Check each line of the records below and collect those that include the word "Instant".

☆ ☆ ☆

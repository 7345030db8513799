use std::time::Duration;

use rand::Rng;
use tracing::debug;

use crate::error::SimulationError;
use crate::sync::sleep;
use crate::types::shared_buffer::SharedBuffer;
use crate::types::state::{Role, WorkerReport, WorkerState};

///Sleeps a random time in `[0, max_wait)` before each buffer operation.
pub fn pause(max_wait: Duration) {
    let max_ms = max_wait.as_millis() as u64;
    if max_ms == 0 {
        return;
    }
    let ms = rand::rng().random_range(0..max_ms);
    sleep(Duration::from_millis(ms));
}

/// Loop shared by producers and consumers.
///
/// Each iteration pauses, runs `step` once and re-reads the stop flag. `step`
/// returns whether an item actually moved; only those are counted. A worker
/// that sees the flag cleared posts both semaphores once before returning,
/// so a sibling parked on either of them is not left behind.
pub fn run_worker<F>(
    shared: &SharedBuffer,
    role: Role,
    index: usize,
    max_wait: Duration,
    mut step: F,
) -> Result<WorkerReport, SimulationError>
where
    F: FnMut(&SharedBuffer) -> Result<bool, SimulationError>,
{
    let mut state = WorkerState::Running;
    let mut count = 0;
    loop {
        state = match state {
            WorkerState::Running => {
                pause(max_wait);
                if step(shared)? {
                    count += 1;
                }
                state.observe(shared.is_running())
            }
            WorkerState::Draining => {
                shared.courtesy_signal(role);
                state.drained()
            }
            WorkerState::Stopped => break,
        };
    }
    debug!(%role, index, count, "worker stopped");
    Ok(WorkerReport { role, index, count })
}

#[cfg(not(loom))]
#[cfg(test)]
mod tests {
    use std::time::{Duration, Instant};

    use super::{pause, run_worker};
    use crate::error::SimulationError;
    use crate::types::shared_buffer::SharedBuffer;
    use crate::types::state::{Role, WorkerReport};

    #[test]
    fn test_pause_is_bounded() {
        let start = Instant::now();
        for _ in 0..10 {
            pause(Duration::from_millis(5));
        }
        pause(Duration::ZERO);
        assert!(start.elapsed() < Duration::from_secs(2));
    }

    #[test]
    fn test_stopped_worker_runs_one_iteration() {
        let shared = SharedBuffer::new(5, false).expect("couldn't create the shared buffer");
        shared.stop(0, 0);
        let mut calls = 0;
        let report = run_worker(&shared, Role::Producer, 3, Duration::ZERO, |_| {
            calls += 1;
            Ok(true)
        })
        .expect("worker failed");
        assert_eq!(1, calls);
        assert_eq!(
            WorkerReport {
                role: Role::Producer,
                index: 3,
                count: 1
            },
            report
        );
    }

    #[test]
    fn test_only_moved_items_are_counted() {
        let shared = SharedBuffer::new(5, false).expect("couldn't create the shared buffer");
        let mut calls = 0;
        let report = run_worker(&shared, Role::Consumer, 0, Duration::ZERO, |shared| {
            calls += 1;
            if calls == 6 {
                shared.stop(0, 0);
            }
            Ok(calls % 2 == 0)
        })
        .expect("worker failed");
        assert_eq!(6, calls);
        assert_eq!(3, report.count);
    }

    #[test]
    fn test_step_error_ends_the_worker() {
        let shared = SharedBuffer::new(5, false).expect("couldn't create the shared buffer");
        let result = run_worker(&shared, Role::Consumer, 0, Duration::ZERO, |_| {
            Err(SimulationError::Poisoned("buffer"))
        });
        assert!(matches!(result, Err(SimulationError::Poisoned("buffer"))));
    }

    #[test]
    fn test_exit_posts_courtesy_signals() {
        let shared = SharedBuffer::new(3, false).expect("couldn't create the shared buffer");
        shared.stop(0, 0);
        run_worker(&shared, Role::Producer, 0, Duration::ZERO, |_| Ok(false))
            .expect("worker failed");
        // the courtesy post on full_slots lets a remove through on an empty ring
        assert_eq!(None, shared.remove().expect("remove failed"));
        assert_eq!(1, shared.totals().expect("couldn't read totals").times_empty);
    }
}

☆ ☆ ☆

### Problem solution
    use std::time::{Duration, Instant};
        let start = Instant::now();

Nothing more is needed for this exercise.